▸ TASK DESCRIPTION
Between the line containing "use mint_crm_core::templating;" and the line containing "db::emails::count_emails(&state.pool, owner, &filter).await?;" lies a run of lines; give that run again exactly, with both of those lines, and nothing else from the entries below.

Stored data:
>>>>

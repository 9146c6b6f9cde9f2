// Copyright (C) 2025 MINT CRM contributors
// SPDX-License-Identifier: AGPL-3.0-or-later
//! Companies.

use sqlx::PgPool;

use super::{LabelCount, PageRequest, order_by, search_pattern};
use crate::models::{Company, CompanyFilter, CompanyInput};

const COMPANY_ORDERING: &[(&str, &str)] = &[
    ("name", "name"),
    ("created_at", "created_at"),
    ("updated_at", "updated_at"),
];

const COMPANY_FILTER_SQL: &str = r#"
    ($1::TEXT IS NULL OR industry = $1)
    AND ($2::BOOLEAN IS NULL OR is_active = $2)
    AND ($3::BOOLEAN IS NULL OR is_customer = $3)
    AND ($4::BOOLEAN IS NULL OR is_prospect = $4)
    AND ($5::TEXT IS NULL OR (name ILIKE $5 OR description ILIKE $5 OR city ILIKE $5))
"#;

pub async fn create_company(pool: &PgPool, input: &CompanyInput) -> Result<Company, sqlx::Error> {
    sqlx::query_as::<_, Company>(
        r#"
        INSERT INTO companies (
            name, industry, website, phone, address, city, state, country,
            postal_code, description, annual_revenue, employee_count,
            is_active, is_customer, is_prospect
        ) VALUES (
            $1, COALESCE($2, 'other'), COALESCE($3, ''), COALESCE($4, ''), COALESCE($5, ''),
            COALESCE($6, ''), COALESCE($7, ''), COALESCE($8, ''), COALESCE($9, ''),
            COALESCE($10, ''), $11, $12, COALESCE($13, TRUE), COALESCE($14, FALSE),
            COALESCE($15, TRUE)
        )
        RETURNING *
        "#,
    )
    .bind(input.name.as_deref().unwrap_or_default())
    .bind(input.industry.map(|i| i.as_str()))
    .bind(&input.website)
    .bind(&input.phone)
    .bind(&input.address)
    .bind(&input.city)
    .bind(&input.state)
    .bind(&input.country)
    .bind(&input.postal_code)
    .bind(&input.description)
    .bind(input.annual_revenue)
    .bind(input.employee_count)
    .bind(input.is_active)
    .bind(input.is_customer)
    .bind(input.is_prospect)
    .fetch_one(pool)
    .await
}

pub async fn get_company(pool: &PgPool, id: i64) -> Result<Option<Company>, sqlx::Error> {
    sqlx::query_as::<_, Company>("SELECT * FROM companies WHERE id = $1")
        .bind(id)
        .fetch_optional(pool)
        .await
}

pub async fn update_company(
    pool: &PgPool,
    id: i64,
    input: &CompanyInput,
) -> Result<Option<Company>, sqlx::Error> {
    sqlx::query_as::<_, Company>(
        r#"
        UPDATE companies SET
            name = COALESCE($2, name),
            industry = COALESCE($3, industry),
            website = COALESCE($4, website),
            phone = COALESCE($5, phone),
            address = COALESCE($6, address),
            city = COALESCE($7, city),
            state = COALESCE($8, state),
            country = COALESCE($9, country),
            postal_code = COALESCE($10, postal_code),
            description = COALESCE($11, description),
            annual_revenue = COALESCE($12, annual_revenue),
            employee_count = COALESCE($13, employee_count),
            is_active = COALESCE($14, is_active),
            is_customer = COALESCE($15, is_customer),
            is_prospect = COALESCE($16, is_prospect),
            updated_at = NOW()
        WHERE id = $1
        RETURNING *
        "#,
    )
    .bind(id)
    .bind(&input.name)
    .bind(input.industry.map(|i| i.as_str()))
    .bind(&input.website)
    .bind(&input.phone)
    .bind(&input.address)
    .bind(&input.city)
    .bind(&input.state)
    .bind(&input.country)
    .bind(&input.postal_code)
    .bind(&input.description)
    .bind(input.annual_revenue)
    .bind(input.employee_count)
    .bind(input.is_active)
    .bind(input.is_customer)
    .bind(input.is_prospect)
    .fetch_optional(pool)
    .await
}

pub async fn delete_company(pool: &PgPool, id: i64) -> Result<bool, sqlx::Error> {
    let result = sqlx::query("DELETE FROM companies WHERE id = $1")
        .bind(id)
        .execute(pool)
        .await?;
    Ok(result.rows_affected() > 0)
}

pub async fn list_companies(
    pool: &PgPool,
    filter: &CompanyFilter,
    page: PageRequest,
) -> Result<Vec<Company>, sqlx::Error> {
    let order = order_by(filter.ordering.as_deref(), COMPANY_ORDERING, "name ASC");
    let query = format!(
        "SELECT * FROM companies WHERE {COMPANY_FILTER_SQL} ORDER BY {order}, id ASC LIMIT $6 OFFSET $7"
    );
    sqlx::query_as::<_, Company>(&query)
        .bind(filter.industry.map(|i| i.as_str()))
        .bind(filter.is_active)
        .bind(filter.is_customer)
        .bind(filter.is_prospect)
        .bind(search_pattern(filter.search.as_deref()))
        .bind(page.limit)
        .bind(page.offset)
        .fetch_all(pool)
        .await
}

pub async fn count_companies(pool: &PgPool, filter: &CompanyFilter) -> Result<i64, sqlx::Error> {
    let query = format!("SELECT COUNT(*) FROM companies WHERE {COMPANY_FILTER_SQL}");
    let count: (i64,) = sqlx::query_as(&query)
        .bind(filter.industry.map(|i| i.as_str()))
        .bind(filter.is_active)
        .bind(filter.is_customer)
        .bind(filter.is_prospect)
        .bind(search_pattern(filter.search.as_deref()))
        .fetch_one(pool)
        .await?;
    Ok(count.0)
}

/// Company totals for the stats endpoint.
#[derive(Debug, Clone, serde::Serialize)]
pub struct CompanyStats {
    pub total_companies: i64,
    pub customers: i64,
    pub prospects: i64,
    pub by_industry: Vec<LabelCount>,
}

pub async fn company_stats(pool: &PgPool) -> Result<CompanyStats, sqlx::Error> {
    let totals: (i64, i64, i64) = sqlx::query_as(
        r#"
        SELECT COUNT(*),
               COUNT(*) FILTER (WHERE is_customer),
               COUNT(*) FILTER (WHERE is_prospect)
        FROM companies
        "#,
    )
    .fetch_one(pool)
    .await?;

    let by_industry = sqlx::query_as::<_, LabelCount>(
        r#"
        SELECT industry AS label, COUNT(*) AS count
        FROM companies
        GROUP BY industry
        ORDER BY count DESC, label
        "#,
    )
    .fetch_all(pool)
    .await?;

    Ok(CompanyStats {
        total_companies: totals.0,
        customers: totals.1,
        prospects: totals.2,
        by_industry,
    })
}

<<<<
>>>>

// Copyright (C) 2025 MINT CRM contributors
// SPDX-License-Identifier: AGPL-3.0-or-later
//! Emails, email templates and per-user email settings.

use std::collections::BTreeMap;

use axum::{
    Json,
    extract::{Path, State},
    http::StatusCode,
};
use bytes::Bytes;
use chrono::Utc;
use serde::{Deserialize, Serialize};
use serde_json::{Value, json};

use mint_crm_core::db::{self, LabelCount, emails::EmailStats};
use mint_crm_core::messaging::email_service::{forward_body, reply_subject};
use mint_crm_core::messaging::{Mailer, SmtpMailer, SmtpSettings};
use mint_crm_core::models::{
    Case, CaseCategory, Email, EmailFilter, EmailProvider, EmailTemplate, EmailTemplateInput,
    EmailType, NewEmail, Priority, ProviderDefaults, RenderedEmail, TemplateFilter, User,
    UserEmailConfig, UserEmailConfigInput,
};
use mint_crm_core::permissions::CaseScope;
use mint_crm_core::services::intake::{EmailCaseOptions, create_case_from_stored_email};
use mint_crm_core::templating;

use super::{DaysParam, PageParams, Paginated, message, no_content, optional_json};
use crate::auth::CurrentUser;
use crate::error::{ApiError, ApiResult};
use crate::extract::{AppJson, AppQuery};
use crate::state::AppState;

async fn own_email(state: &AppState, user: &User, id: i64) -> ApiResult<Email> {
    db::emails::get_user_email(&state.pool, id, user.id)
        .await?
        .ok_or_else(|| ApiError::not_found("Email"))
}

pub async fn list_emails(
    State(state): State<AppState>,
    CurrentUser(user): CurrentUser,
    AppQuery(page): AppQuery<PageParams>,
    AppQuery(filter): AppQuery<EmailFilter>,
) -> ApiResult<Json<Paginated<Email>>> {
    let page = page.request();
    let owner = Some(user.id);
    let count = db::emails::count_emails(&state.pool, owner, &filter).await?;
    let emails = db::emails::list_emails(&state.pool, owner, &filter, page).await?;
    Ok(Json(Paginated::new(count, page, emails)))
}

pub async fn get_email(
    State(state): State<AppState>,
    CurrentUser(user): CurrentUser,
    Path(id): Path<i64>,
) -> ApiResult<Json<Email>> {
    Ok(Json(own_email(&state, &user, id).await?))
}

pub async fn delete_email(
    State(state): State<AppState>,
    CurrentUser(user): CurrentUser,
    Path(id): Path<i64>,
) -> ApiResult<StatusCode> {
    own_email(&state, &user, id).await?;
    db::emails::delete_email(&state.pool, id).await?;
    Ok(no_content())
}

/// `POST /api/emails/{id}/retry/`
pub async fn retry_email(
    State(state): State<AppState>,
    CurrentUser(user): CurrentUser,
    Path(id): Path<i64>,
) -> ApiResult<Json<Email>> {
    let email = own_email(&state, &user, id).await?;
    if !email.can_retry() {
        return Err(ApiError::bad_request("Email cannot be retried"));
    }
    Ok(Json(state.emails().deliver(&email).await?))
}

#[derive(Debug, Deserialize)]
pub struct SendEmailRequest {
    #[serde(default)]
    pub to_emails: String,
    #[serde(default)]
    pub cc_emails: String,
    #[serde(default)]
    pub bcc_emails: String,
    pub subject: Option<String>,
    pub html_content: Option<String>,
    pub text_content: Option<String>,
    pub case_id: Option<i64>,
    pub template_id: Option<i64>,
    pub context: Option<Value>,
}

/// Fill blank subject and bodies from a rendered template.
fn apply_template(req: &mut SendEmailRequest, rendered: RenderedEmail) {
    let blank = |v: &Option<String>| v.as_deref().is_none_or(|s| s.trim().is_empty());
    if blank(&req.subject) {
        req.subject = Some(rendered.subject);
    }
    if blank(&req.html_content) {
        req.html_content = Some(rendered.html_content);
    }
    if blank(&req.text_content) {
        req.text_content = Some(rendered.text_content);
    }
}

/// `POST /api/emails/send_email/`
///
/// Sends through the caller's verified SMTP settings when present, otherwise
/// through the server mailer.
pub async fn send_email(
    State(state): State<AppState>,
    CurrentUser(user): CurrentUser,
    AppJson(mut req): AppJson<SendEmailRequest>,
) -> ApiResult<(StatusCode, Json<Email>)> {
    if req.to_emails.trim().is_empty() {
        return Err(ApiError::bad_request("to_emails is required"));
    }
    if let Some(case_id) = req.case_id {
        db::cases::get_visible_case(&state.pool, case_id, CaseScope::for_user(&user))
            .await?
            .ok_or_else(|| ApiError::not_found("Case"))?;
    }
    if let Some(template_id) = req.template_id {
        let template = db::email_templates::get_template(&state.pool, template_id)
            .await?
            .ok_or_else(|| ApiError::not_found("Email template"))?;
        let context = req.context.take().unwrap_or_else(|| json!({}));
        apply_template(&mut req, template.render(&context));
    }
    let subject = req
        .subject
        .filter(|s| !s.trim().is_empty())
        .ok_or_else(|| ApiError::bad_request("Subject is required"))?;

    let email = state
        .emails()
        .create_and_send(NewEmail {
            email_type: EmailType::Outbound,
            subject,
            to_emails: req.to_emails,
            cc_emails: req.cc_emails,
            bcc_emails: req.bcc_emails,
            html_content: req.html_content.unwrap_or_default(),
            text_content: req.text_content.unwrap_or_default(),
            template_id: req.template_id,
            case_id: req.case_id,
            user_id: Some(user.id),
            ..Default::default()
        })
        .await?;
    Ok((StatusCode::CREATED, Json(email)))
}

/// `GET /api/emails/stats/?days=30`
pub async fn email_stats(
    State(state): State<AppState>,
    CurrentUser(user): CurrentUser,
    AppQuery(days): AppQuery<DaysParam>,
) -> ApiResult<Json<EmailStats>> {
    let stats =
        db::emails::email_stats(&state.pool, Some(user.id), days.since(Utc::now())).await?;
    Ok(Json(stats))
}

<<<<
>>>>

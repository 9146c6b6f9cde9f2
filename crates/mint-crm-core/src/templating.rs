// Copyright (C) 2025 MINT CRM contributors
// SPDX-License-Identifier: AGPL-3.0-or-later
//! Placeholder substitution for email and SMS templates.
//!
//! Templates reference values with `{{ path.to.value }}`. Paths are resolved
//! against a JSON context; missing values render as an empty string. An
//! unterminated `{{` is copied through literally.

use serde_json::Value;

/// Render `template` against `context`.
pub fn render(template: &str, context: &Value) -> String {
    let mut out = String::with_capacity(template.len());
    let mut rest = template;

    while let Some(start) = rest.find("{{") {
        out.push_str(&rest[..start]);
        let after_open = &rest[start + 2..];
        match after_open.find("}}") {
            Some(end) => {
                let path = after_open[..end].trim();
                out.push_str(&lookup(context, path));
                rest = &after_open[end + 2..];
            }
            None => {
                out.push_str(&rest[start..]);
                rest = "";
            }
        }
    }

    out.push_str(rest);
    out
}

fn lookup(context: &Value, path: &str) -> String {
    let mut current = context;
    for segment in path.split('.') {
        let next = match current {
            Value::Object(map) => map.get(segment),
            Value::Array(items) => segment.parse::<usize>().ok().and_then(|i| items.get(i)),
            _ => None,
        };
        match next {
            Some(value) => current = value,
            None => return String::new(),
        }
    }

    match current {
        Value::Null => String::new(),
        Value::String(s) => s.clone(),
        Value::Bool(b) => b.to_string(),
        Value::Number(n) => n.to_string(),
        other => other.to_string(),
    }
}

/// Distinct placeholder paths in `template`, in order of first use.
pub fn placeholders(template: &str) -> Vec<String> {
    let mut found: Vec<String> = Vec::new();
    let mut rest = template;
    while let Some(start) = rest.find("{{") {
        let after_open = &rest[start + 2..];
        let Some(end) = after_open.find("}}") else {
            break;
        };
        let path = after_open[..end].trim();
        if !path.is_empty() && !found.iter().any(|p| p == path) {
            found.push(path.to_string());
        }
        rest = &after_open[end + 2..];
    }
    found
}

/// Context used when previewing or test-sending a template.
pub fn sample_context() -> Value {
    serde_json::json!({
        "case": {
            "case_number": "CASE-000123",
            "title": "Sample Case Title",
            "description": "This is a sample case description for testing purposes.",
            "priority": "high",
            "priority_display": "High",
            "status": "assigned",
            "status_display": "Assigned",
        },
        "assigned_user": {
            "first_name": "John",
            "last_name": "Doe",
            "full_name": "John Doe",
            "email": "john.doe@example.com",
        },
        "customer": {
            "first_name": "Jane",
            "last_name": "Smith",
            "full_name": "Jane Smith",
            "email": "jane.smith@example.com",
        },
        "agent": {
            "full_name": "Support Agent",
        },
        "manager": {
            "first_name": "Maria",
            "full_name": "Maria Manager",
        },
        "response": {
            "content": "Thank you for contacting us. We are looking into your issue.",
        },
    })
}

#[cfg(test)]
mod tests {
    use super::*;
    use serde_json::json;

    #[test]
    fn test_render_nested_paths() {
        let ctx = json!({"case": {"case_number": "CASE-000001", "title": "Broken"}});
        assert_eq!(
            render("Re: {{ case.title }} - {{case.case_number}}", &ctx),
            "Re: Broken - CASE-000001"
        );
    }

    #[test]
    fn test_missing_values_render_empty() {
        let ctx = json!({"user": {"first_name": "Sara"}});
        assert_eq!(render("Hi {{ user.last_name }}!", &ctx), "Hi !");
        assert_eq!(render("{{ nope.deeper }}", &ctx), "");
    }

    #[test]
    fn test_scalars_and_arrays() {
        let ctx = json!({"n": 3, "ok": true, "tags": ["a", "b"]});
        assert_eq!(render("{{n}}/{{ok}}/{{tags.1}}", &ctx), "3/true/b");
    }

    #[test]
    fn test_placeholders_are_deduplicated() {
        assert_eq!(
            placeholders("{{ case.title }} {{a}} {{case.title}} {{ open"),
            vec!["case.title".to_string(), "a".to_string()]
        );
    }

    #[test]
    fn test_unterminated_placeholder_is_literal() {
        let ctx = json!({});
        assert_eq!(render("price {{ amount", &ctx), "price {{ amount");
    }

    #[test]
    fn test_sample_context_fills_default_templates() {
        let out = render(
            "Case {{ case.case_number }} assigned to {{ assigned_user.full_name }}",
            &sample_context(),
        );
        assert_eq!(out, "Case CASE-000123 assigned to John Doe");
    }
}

<<<<

▸ RESULT BELOW
use mint_crm_core::templating;

use super::{DaysParam, PageParams, Paginated, message, no_content, optional_json};
use crate::auth::CurrentUser;
use crate::error::{ApiError, ApiResult};
use crate::extract::{AppJson, AppQuery};
use crate::state::AppState;

async fn own_email(state: &AppState, user: &User, id: i64) -> ApiResult<Email> {
    db::emails::get_user_email(&state.pool, id, user.id)
        .await?
        .ok_or_else(|| ApiError::not_found("Email"))
}

pub async fn list_emails(
    State(state): State<AppState>,
    CurrentUser(user): CurrentUser,
    AppQuery(page): AppQuery<PageParams>,
    AppQuery(filter): AppQuery<EmailFilter>,
) -> ApiResult<Json<Paginated<Email>>> {
    let page = page.request();
    let owner = Some(user.id);
    let count = db::emails::count_emails(&state.pool, owner, &filter).await?;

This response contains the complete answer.